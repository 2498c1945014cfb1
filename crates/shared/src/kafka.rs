//! Kafka 基础设施封装
//!
//! 将 rdkafka 的底层 API 封装为业务友好的 Producer/Consumer 抽象，
//! 统一错误映射、偏移量标记和优雅关闭语义。

use std::time::Duration;

use rdkafka::config::ClientConfig;
use rdkafka::consumer::{Consumer, StreamConsumer};
use rdkafka::message::{BorrowedMessage, Message};
use rdkafka::producer::{FutureProducer, FutureRecord};
use serde::Serialize;
use tokio::sync::watch;
use tracing::{debug, error, info, warn};

use crate::config::KafkaConfig;
use crate::error::RewardError;

// ---------------------------------------------------------------------------
// EventMessage
// ---------------------------------------------------------------------------

/// 消费到的一条事件消息
///
/// 只保留管道实际使用的字段：标记偏移量所需的 (topic, partition, offset)
/// 定位三元组，以及原始 JSON 负载。rdkafka 的 `BorrowedMessage` 受消费者
/// 生命周期约束，进入异步处理前先复制为自有结构。
#[derive(Debug, Clone)]
pub struct EventMessage {
    pub topic: String,
    pub partition: i32,
    pub offset: i64,
    pub payload: Vec<u8>,
}

impl EventMessage {
    fn from_borrowed(msg: &BorrowedMessage<'_>) -> Self {
        Self {
            topic: msg.topic().to_string(),
            partition: msg.partition(),
            offset: msg.offset(),
            // tombstone 等空负载按空字节处理，交由上层按畸形输入跳过
            payload: msg.payload().map(<[u8]>::to_vec).unwrap_or_default(),
        }
    }
}

// ---------------------------------------------------------------------------
// KafkaProducer
// ---------------------------------------------------------------------------

/// 面向业务的 Kafka 生产者
///
/// 封装 `FutureProducer` 并提供类型安全的 JSON 发送方法，
/// 内部已派生 Clone（`FutureProducer` 本身是 Arc 包装的）。
#[derive(Clone)]
pub struct KafkaProducer {
    producer: FutureProducer,
}

impl KafkaProducer {
    /// 根据配置创建生产者
    ///
    /// `acks=all` 要求全部同步副本确认后才算发送成功——奖励消息丢失
    /// 意味着用户拿不到应得的奖励，宁可慢也不可丢。
    /// 客户端内部最多重试 5 次，超过后错误向上传播，由消费侧
    /// 通过不提交偏移量触发消息重投。
    pub fn new(config: &KafkaConfig) -> Result<Self, RewardError> {
        let producer: FutureProducer = ClientConfig::new()
            .set("bootstrap.servers", &config.brokers)
            .set("acks", "all")
            .set("message.send.max.retries", "5")
            .set("message.timeout.ms", "5000")
            .create()
            .map_err(|e| RewardError::Kafka(format!("创建生产者失败: {e}")))?;

        info!(brokers = %config.brokers, "Kafka 生产者已初始化");
        Ok(Self { producer })
    }

    /// 发送原始字节消息，等待副本确认后返回落盘的分区与偏移量
    pub async fn send(
        &self,
        topic: &str,
        key: &str,
        payload: &[u8],
    ) -> Result<(i32, i64), RewardError> {
        let record = FutureRecord::to(topic).key(key).payload(payload);

        // rdkafka 0.39+ 返回 Delivery 结构体而非元组
        let delivery = self
            .producer
            .send(record, Duration::from_secs(5))
            .await
            .map_err(|(e, _)| RewardError::Kafka(format!("发送消息失败: {e}")))?;

        debug!(
            topic,
            key,
            partition = delivery.partition,
            offset = delivery.offset,
            "消息已发送"
        );
        Ok((delivery.partition, delivery.offset))
    }

    /// 将值序列化为 JSON 后发送
    ///
    /// 序列化与网络发送拆分为两步，便于独立定位故障原因。
    pub async fn send_json<T: Serialize>(
        &self,
        topic: &str,
        key: &str,
        value: &T,
    ) -> Result<(i32, i64), RewardError> {
        let payload = serde_json::to_vec(value)
            .map_err(|e| RewardError::Kafka(format!("序列化失败: {e}")))?;

        self.send(topic, key, &payload).await
    }
}

// ---------------------------------------------------------------------------
// KafkaConsumer
// ---------------------------------------------------------------------------

/// 面向业务的 Kafka 消费者
///
/// 封装 `StreamConsumer` 并提供基于 `watch` channel 的优雅关闭语义。
/// 偏移量采用「处理成功后标记」策略：`enable.auto.offset.store=false`
/// 关闭收取即存储，改为在 handler 成功返回后手动 `store_offset`，
/// 再由客户端 1 秒一次的自动提交周期刷出。处理失败的消息不会被标记，
/// 会话结束后重新加入即可重投。
pub struct KafkaConsumer {
    consumer: StreamConsumer,
}

impl KafkaConsumer {
    /// 创建消费者并订阅配置中的 topic 列表
    ///
    /// 本管道的消费者没有「先创建、之后再挑 topic」的场景，
    /// 订阅直接在构造时完成，每次会话重建走同一条路径。
    /// 无历史提交时从最早偏移量开始消费（`auto_offset_reset` 默认
    /// earliest），保证新消费组不会漏掉既有事件。
    pub fn new(config: &KafkaConfig) -> Result<Self, RewardError> {
        let consumer: StreamConsumer = ClientConfig::new()
            .set("bootstrap.servers", &config.brokers)
            .set("group.id", &config.consumer_group)
            .set("auto.offset.reset", &config.auto_offset_reset)
            .set("enable.auto.commit", "true")
            .set("auto.commit.interval.ms", "1000")
            .set("enable.auto.offset.store", "false")
            .create()
            .map_err(|e| RewardError::Kafka(format!("创建消费者失败: {e}")))?;

        let topics = config.topic_list();
        consumer
            .subscribe(&topics)
            .map_err(|e| RewardError::Kafka(format!("订阅 topic 失败: {e}")))?;

        info!(
            brokers = %config.brokers,
            group_id = %config.consumer_group,
            ?topics,
            "Kafka 消费者已初始化并完成订阅"
        );
        Ok(Self { consumer })
    }

    /// 启动消费循环
    ///
    /// 使用 `tokio::select!` 同时监听消息流和关闭信号：
    /// - handler 返回 Ok 时标记该消息的偏移量（含主动跳过的消息），
    ///   等待自动提交刷出；
    /// - handler 返回 Err 时立即带错返回，偏移量不标记，调用方结束
    ///   本次会话后重新加入消费组，消息将被重投；
    /// - 关闭信号变为 `true` 时正常返回，正在执行的 handler 自然完成。
    ///
    /// 拉取层面的瞬时错误（如 rebalance）只记录日志，由客户端自行恢复。
    pub async fn start<F, Fut>(
        &self,
        mut shutdown: watch::Receiver<bool>,
        handler: F,
    ) -> Result<(), RewardError>
    where
        F: Fn(EventMessage) -> Fut,
        Fut: std::future::Future<Output = Result<(), RewardError>>,
    {
        use futures::StreamExt;

        let stream = self.consumer.stream();
        futures::pin_mut!(stream);

        info!("Kafka 消费循环已启动");

        loop {
            // 每轮先检查一次关闭标志，覆盖信号在订阅接收器之前就已发出的情形
            if *shutdown.borrow() {
                info!("收到关闭信号，Kafka 消费循环退出");
                return Ok(());
            }

            tokio::select! {
                // 偏向关闭信号，保证收到关闭时能尽快退出
                biased;

                _ = shutdown.changed() => {
                    if *shutdown.borrow() {
                        info!("收到关闭信号，Kafka 消费循环退出");
                        return Ok(());
                    }
                }

                msg_result = stream.next() => {
                    let Some(msg_result) = msg_result else {
                        warn!("Kafka 消息流意外结束");
                        return Err(RewardError::Kafka("消息流意外结束".to_string()));
                    };

                    // 借用消息在进入异步处理前先转换为自有结构并释放
                    let msg = match msg_result {
                        Ok(borrowed_msg) => EventMessage::from_borrowed(&borrowed_msg),
                        Err(e) => {
                            error!(error = %e, "接收 Kafka 消息出错");
                            continue;
                        }
                    };

                    debug!(
                        topic = %msg.topic,
                        partition = msg.partition,
                        offset = msg.offset,
                        "收到 Kafka 消息"
                    );

                    handler(msg.clone()).await?;

                    // 处理成功后才标记偏移量，失败的消息留待重投
                    self.consumer
                        .store_offset(&msg.topic, msg.partition, msg.offset)
                        .map_err(|e| RewardError::Kafka(format!("标记偏移量失败: {e}")))?;
                }
            }
        }
    }
}
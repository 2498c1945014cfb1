//! 奖励处理服务专用错误类型
//!
//! 在共享库 RewardError 基础上定义本服务特有的错误变体。
//! 畸形输入不在此建模：按策略它在消费侧就地记录日志并跳过，
//! 不会作为错误向上传播。

use rewards_shared::error::RewardError;

/// 奖励处理错误
#[derive(Debug, thiserror::Error)]
pub enum ProcessorError {
    /// 规则快照构建时发现配置违反约束（count 非正、奖励金额与类型不符等），
    /// 属启动期致命错误
    #[error("规则配置无效: rule_id={rule_id}, {reason}")]
    InvalidRule { rule_id: String, reason: String },

    /// 透传共享库错误，避免在每个 match 分支手动转换
    #[error(transparent)]
    Shared(#[from] RewardError),
}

| INSTRUCTIONS TO FOLLOW |
Scan the listing above for the word "rdkafka" and show each line where it is found.

| REPLY |
//! 将 rdkafka 的底层 API 封装为业务友好的 Producer/Consumer 抽象，
use rdkafka::config::ClientConfig;
use rdkafka::consumer::{Consumer, StreamConsumer};
use rdkafka::message::{BorrowedMessage, Message};
use rdkafka::producer::{FutureProducer, FutureRecord};
/// 定位三元组，以及原始 JSON 负载。rdkafka 的 `BorrowedMessage` 受消费者
        // rdkafka 0.39+ 返回 Delivery 结构体而非元组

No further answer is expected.